Alors que l’effet nocebo peut expliquer la survenue de symptômes aigus rapidement après une exposition, des symptômes plus chroniques, très banaux, digestifs, musculo-squelettiques ou d’allure neurologique, peuvent être attribués à tort à une cause environnementale, d’autant plus qu’ils ne trouvent pas de cause médicale et que l’absence d’explication est difficile à accepter. Des symptômes de maladies organiques ou psychiatriques bien codifiées peuvent également être mis sur le compte d’une exposition environnementale, comme l’indiquent trois études chez des électrosensibles qui montrent qu’entre 14 et 33 % d’entre eux présentent des symptômes relatifs à une maladie réelle.

Le niveau d’inquiétude face aux nouvelles technologies et aux risques environnementaux est par ailleurs un déterminant important de l’expression de plaintes. L’inquiétude provoque en elle-même des manifestations physiques inconfortables et accroît l’attention que le sujet leur porte. L’effet de l’inquiétude n’a pas été étudié dans le cas particulier du syndrome éolien, toutefois plusieurs études ont établi un lien entre l’importance de la gêne ressentie, mais pas du niveau objectif de bruit mesuré, et l’expression de symptômes (tels que tension, irritabilité, céphalées et réveils nocturnes).

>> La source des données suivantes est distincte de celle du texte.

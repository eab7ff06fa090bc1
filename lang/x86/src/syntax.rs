use derive_more::From;
use std::fmt;

/// Unadorned reg is a 64-bit reg
#[derive(Copy, Clone, Debug, Hash, PartialEq, Eq, PartialOrd, Ord)]
pub enum Reg {
    Rax,
    Rbx,
    Rdx,
    Rcx,
    Rsi,
    Rdi,
    Rsp,
    Rbp,
    R8,
    R9,
    R10,
    R11,
    R12,
    R13,
    R14,
    R15,
}

#[derive(Clone, Copy, Debug, Hash, PartialEq, Eq, PartialOrd, Ord)]
pub enum ConditionCode {
    E,
    L,
    LE,
}

/// `disp(base, index, scale)`
#[derive(Clone, Copy, Debug, Hash, PartialEq, Eq, PartialOrd, Ord)]
pub struct MemRef {
    pub base: Reg,
    /// index register and scale, if any
    pub index: Option<(Reg, u8)>,
    pub disp: i32,
}

impl MemRef {
    /// Address of the `index`-th 8-byte slot after `base`, shifted by `disp` bytes.
    pub fn scaled(base: Reg, index: Reg, disp: i32) -> Self {
        Self { base, index: Some((index, 8)), disp }
    }
}

/// `label(%rip)`
#[derive(Clone, Debug, Hash, PartialEq, Eq, PartialOrd, Ord)]
pub struct RelLabel {
    pub label: String,
}

#[derive(Clone, Copy, Debug, Hash, PartialEq, Eq, PartialOrd, Ord, From)]
pub enum Arg64 {
    Reg(Reg),
    Imm(i64),
    Mem(MemRef),
}

#[derive(Clone, Copy, Debug, Hash, PartialEq, Eq, PartialOrd, Ord, From)]
pub enum Loc {
    Reg(Reg),
    Mem(MemRef),
}

/// Source and destination, in AT&T order.
#[derive(Clone, Copy, Debug, Hash, PartialEq, Eq, PartialOrd, Ord)]
pub struct BinArgs {
    pub src: Arg64,
    pub dst: Loc,
}

impl BinArgs {
    pub fn new(src: impl Into<Arg64>, dst: impl Into<Loc>) -> Self {
        Self { src: src.into(), dst: dst.into() }
    }
}

#[derive(Clone, Debug, Hash, PartialEq, Eq, PartialOrd, Ord)]
pub enum Instr {
    Mov(BinArgs),
    Lea(RelLabel, Reg),

    Add(BinArgs),
    Sub(BinArgs),
    Cmp(BinArgs),

    Push(Reg),
    Pop(Reg),

    Label(String),
    Comment(String),
    Global(String),
    Section(String),

    Jmp(String),
    JCC(ConditionCode, String),
    Call(String),
    Ret,

    // Define data
    P2Align(u8),
    Quad(i64),
    Zero(usize),
}

/// A complete assembly listing for the GNU assembler.
///
/// - **`.data`**: the memory image; initialized and writable, because the
///   running program rewrites its own cells.
/// - **`.text`**: the entry point and the dispatch loop.
///
/// Sections are printed in that order.
#[derive(Default, Clone, Debug, Hash, PartialEq, Eq, PartialOrd, Ord)]
pub struct AsmFile {
    /// Instructions and data for the `.data` section.
    pub data: Vec<Instr>,
    /// Instructions for the `.text` section.
    pub text: Vec<Instr>,
}

impl fmt::Display for ConditionCode {
    fn fmt(&self, f: &mut fmt::Formatter) -> fmt::Result {
        use ConditionCode::*;
        match self {
            | E => write!(f, "e"),
            | L => write!(f, "l"),
            | LE => write!(f, "le"),
        }
    }
}

impl fmt::Display for Reg {
    fn fmt(&self, f: &mut fmt::Formatter) -> fmt::Result {
        match self {
            | Reg::Rax => write!(f, "%rax"),
            | Reg::Rbx => write!(f, "%rbx"),
            | Reg::Rcx => write!(f, "%rcx"),
            | Reg::Rdx => write!(f, "%rdx"),
            | Reg::Rsi => write!(f, "%rsi"),
            | Reg::Rdi => write!(f, "%rdi"),
            | Reg::Rsp => write!(f, "%rsp"),
            | Reg::Rbp => write!(f, "%rbp"),
            | Reg::R8 => write!(f, "%r8"),
            | Reg::R9 => write!(f, "%r9"),
            | Reg::R10 => write!(f, "%r10"),
            | Reg::R11 => write!(f, "%r11"),
            | Reg::R12 => write!(f, "%r12"),
            | Reg::R13 => write!(f, "%r13"),
            | Reg::R14 => write!(f, "%r14"),
            | Reg::R15 => write!(f, "%r15"),
        }
    }
}

impl fmt::Display for MemRef {
    fn fmt(&self, f: &mut fmt::Formatter) -> fmt::Result {
        if self.disp != 0 {
            write!(f, "{}", self.disp)?;
        }
        match self.index {
            | Some((index, scale)) => write!(f, "({}, {}, {})", self.base, index, scale),
            | None => write!(f, "({})", self.base),
        }
    }
}

impl fmt::Display for RelLabel {
    fn fmt(&self, f: &mut fmt::Formatter) -> fmt::Result {
        write!(f, "{}(%rip)", self.label)
    }
}

impl fmt::Display for Arg64 {
    fn fmt(&self, f: &mut fmt::Formatter) -> fmt::Result {
        match self {
            | Arg64::Reg(r) => write!(f, "{}", r),
            | Arg64::Imm(i) => write!(f, "${}", i),
            | Arg64::Mem(m) => write!(f, "{}", m),
        }
    }
}

impl fmt::Display for Loc {
    fn fmt(&self, f: &mut fmt::Formatter) -> fmt::Result {
        match self {
            | Loc::Reg(r) => write!(f, "{}", r),
            | Loc::Mem(m) => write!(f, "{}", m),
        }
    }
}

impl fmt::Display for BinArgs {
    fn fmt(&self, f: &mut fmt::Formatter) -> fmt::Result {
        write!(f, "{}, {}", self.src, self.dst)
    }
}

impl fmt::Display for Instr {
    fn fmt(&self, f: &mut fmt::Formatter) -> fmt::Result {
        match self {
            | Instr::Mov(args) => {
                write!(f, "        movq {}", args)
            }
            | Instr::Lea(rl, r) => {
                write!(f, "        leaq {}, {}", rl, r)
            }
            | Instr::Add(args) => {
                write!(f, "        addq {}", args)
            }
            | Instr::Sub(args) => {
                write!(f, "        subq {}", args)
            }
            | Instr::Cmp(args) => {
                write!(f, "        cmpq {}", args)
            }
            | Instr::Push(r) => {
                write!(f, "        pushq {}", r)
            }
            | Instr::Pop(r) => {
                write!(f, "        popq {}", r)
            }
            | Instr::Label(s) => {
                write!(f, "{}:", s)
            }
            | Instr::Comment(s) => {
                write!(f, "        # {}", s)
            }
            | Instr::Global(s) => {
                write!(f, "        .globl {}", s)
            }
            | Instr::Section(s) => {
                write!(f, "        .section {}", s)
            }
            | Instr::Jmp(l) => {
                write!(f, "        jmp {}", l)
            }
            | Instr::JCC(cc, l) => {
                write!(f, "        j{} {}", cc, l)
            }
            | Instr::Call(s) => {
                write!(f, "        call {}", s)
            }
            | Instr::Ret => {
                write!(f, "        ret")
            }
            | Instr::P2Align(n) => {
                write!(f, "        .p2align {}", n)
            }
            | Instr::Quad(v) => {
                write!(f, "        .quad {}", v)
            }
            | Instr::Zero(n) => {
                write!(f, "        .zero {}", n)
            }
        }
    }
}

impl fmt::Display for AsmFile {
    fn fmt(&self, f: &mut fmt::Formatter) -> fmt::Result {
        // The data section is always present: the memory image has at least
        // its zero-filled extension.
        writeln!(f, "        .data")?;
        for instr in &self.data {
            writeln!(f, "{}", instr)?;
        }

        writeln!(f, "        .text")?;
        for instr in &self.text {
            writeln!(f, "{}", instr)?;
        }

        Ok(())
    }
}
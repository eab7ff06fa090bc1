use crate::span::Span;
use thiserror::Error;

#[derive(Error, Debug, Clone, PartialEq, Eq)]
pub enum ParseError {
    #[error("invalid token `{text}` at {span}")]
    InvalidToken { text: String, span: Span },
    #[error("integer `{text}` at {span} does not fit in a 64-bit cell")]
    IntegerOverflow { text: String, span: Span },
}

pub type Result<T> = std::result::Result<T, ParseError>;
//! A minimal build pipeline for subleq programs.
//!
//! Source text is parsed into a [`Program`](subleq_syntax::Program), which is
//! then either translated to x86-64 assembly and handed to the system C
//! compiler for assembling and linking, or run directly by the reference
//! interpreter.

pub mod conf;
pub mod err;

/// source text to program to assembly
pub mod compile {
    pub mod err;
    pub mod pack;
}

/// assembling, linking and running native executables
pub mod amd64 {
    pub mod err;
    pub mod pack;
}

/// running programs with the reference interpreter
pub mod interp {
    pub mod err;
    pub mod pack;
}


pub use amd64::pack::{PackageAmd64, PackageAmd64Executable};
pub use compile::pack::{PackageProgram, PackageSource};
pub use conf::{BuildConf, Conf};
pub use err::*;
pub use interp::pack::PackageRuntime;
pub use subleq_dynamics::Exit;
use logos::{Logos, SpannedIter};
use std::{fmt, ops::Range};

#[derive(Logos, Clone, Copy, Debug, PartialEq, Eq)]
#[logos(skip r"[ \t\r\n\f]+")]
#[logos(skip r"[#;][^\n]*")]
pub enum Tok<'input> {
    #[regex(r"[+-]?[0-9]+", |lex| lex.slice())]
    Int(&'input str),
    #[token(",")]
    Comma,
}

impl fmt::Display for Tok<'_> {
    fn fmt(&self, f: &mut fmt::Formatter) -> fmt::Result {
        match self {
            | Tok::Int(s) => write!(f, "{}", s),
            | Tok::Comma => write!(f, ","),
        }
    }
}

/// A token with its byte range, or the byte range of text that is not a token.
pub type Spanned<'source> = Result<(usize, Tok<'source>, usize), Range<usize>>;

/// Tokens of a program with separators dropped.
pub struct Lexer<'source> {
    inner: SpannedIter<'source, Tok<'source>>,
}

impl<'source> Lexer<'source> {
    pub fn new(source: &'source str) -> Self {
        Self { inner: Tok::lexer(source).spanned() }
    }
}

impl<'source> Iterator for Lexer<'source> {
    type Item = Spanned<'source>;

    fn next(&mut self) -> Option<Self::Item> {
        loop {
            match self.inner.next()? {
                | (Ok(Tok::Comma), _) => continue,
                | (Ok(tok), range) => break Some(Ok((range.start, tok, range.end))),
                | (Err(()), range) => break Some(Err(range)),
            }
        }
    }
}
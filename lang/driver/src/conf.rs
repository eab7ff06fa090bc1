use serde::{Deserialize, Serialize};
use std::{
    path::{Path, PathBuf},
    str::FromStr,
};
use subleq_x86::TargetFormat;
use thiserror::Error;

#[derive(Error, Debug)]
pub enum ConfError {
    #[error("Failed to read configuration `{}`: {}", .0.display(), .1)]
    ReadError(PathBuf, std::io::Error),
    #[error("Invalid configuration `{}`: {}", .0.display(), .1)]
    ParseError(PathBuf, toml::de::Error),
}

/// Settings read from a `subleq.toml` file; every field is optional.
#[derive(Debug, Clone, Default, PartialEq, Eq, Serialize, Deserialize)]
#[serde(default)]
pub struct Conf {
    pub build_dir: Option<PathBuf>,
    pub cc: Option<String>,
    pub target_os: Option<String>,
    pub target_arch: Option<String>,
    /// step budget for the interpreter
    pub fuel: Option<u64>,
}

impl FromStr for Conf {
    type Err = toml::de::Error;
    fn from_str(s: &str) -> Result<Self, Self::Err> {
        toml::from_str(s)
    }
}

impl Conf {
    pub fn load(path: impl AsRef<Path>) -> Result<Self, ConfError> {
        let path = path.as_ref();
        let text = std::fs::read_to_string(path)
            .map_err(|err| ConfError::ReadError(path.to_path_buf(), err))?;
        let conf = text.parse().map_err(|err| ConfError::ParseError(path.to_path_buf(), err))?;
        log::debug!("loaded configuration from `{}`", path.display());
        Ok(conf)
    }
}

/// Everything the native backend needs, with defaults filled in.
#[derive(Debug, Clone, PartialEq, Eq)]
pub struct BuildConf {
    pub build_dir: PathBuf,
    pub cc: String,
    pub target_os: String,
    pub target_arch: String,
    /// reuse the assembly already in the build directory
    pub link_existing: bool,
}

impl Default for BuildConf {
    fn default() -> Self {
        Self::new(&Conf::default())
    }
}

impl BuildConf {
    pub fn new(conf: &Conf) -> Self {
        let Conf { build_dir, cc, target_os, target_arch, fuel: _ } = conf.clone();
        Self {
            build_dir: build_dir.unwrap_or_else(|| PathBuf::from("target").join("subleq")),
            cc: cc.unwrap_or_else(|| "cc".to_string()),
            target_os: target_os.unwrap_or_else(|| std::env::consts::OS.to_string()),
            target_arch: target_arch.unwrap_or_else(|| std::env::consts::ARCH.to_string()),
            link_existing: false,
        }
    }
    pub fn target_format(&self) -> Option<TargetFormat> {
        TargetFormat::from_os(&self.target_os)
    }
}
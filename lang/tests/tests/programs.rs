mod interp {
    subleq_tests::interp_bin!(halt, "halt");
    subleq_tests::interp_bin!(hi, "hi");
    subleq_tests::interp_bin!(stars, "stars");
    subleq_tests::interp_bin!(hello, "hello");
}

mod native {
    subleq_tests::native_bin!(halt, "halt");
    subleq_tests::native_bin!(hi, "hi");
    subleq_tests::native_bin!(stars, "stars");
    subleq_tests::native_bin!(hello, "hello");
}
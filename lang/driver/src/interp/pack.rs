use super::err::{InterpError, Result};
use crate::compile::pack::PackageProgram;
use std::io::Write;
use subleq_dynamics::{Exit, Runtime};

pub struct PackageRuntime {
    pub name: String,
    pub program: Vec<i64>,
}

impl From<PackageProgram> for PackageRuntime {
    fn from(PackageProgram { name, program }: PackageProgram) -> Self {
        PackageRuntime { name, program: program.into() }
    }
}

impl PackageRuntime {
    /// Run against stdout, for at most `fuel` steps if given.
    pub fn run(self, fuel: Option<u64>) -> Result<Exit> {
        let mut output = std::io::stdout().lock();
        self.run_with_output(fuel, &mut output)
    }
    pub fn run_with_output(self, fuel: Option<u64>, output: &mut dyn Write) -> Result<Exit> {
        let PackageRuntime { name, program } = self;
        log::info!("Interpreting program: {}", name);
        let exit = Runtime::new(&program, output).run(fuel)?;
        log::info!("Program stopped: {:?}", exit);
        Ok(exit)
    }
    /// Run with a step budget and check that the program halts having
    /// written exactly `expected`.
    pub fn test(self, expected: &[u8], fuel: u64, aloud: bool) -> Result<()> {
        let name = self.name.clone();
        let mut output = Vec::new();
        let exit = self.run_with_output(Some(fuel), &mut output)?;
        match exit {
            | Exit::Halted { .. } if output == expected => {
                if aloud {
                    use colored::Colorize;
                    let mut out = std::io::stdout();
                    let _ = writeln!(out, "test {} ... {}", name, "ok".green());
                }
                Ok(())
            }
            | Exit::Halted { steps } => {
                let err = format!(
                    "{} halted after {} steps with output {:?}, expected {:?}",
                    name,
                    steps,
                    String::from_utf8_lossy(&output),
                    String::from_utf8_lossy(expected)
                );
                Err(InterpError::TestFailed(err))?
            }
            | Exit::OutOfFuel { steps } => {
                let err = format!("{} did not halt within {} steps", name, steps);
                Err(InterpError::TestFailed(err))?
            }
        }
    }
}
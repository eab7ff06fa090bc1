use std::io;
use thiserror::Error;

#[derive(Error, Debug)]
pub enum LinkError {
    #[error("Unsupported target architecture: {0}")]
    UnsupportedTargetArch(String),
    #[error("Failed to create build directory: {0}")]
    BuildDirError(io::Error),
    #[error("Failed to write to assembly file: {0}")]
    AssemblyWriteError(io::Error),
    #[error("Failed to run the assembler: {0}")]
    AssemblerRunError(io::Error),
    #[error("Failure in assembler call: {0}")]
    AssemblerOutputError(String),
    #[error("Failed to run the linker: {0}")]
    LinkerRunError(io::Error),
    #[error("Failure in linker call: {0}")]
    LinkerOutputError(String),
    #[error("Failed to run executable: {0}")]
    ExecutableRunError(io::Error),
}

pub type Result<T> = std::result::Result<T, LinkError>;
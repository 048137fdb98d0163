use crate::resolver::Resolver;
use crate::IngesterError;
use skygraph_lexicon::app::bsky::feed::Post;
use tracing::warn;

pub async fn create(
    resolver: &Resolver,
    repo: &str,
    uri: &str,
    cid: &str,
    record: &Post,
) -> Result<(), IngesterError> {
    match resolver.insert_post_record(record, repo, uri, cid).await? {
        Some(()) => Ok(()),
        None => {
            warn!("skipping post {uri}: author no longer exists upstream");
            Ok(())
        }
    }
}

/// Cascade policies on the edge tables take care of likes/reposts pointing
/// at the deleted row; reply/quote links on other posts are cleared.
pub async fn delete(resolver: &Resolver, uri: &str) -> Result<(), IngesterError> {
    resolver.store().delete_post(uri).await?;
    resolver.caches().purge_post(uri);
    Ok(())
}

L’influence des différents facteurs sociaux qui participent à la perception du risque, incluant la couverture médiatique et l’interaction avec des groupes d’activistes, ne doit pas non plus être sous-estimée. L’analyse de 421 articles sur les éoliennes, publiés dans 17 journaux disponibles au Canada, montre que 94 % d’entre eux parlent de leurs effets sanitaires négatifs éventuels. Une analyse de la distribution spatiotemporelle des plaintes liées aux parcs éoliens en Australie indique que la plupart d’entre elles sont apparues depuis la diffusion de messages alertant sur leurs possibles dangers. Dans 13 cas sur 18, ces plaintes ont été rapportées à la suite de campagnes menées sur le site par des groupes d’opposants. Enfin, plusieurs enquêtes auprès de personnes résidant à proximité d’un parc éolien ont corrélé l’importance de la gêne due au bruit éolien à une attitude négative vis-à-vis des éoliennes en général, de leur impact visuel sur l’environnement en particulier, et au fait que les éoliennes étaient visibles depuis la maison, tandis que la gêne était négativement corrélée au bénéfice économique tiré de la présence des éoliennes.

 

Laurence Nicolle-Mir


Publication analysée :

Rubin GJ1, Burns M, Wessely S. Possible psychological mechanisms for “wind turbine syndrome”. On the windmills of your mind. Noise & Health 2014; 16: 116-22.

doi: 10.4103/1463-1741.132099

 

1 King’s College London, Department of Psychological Medicine, Londres, Royaume Uni.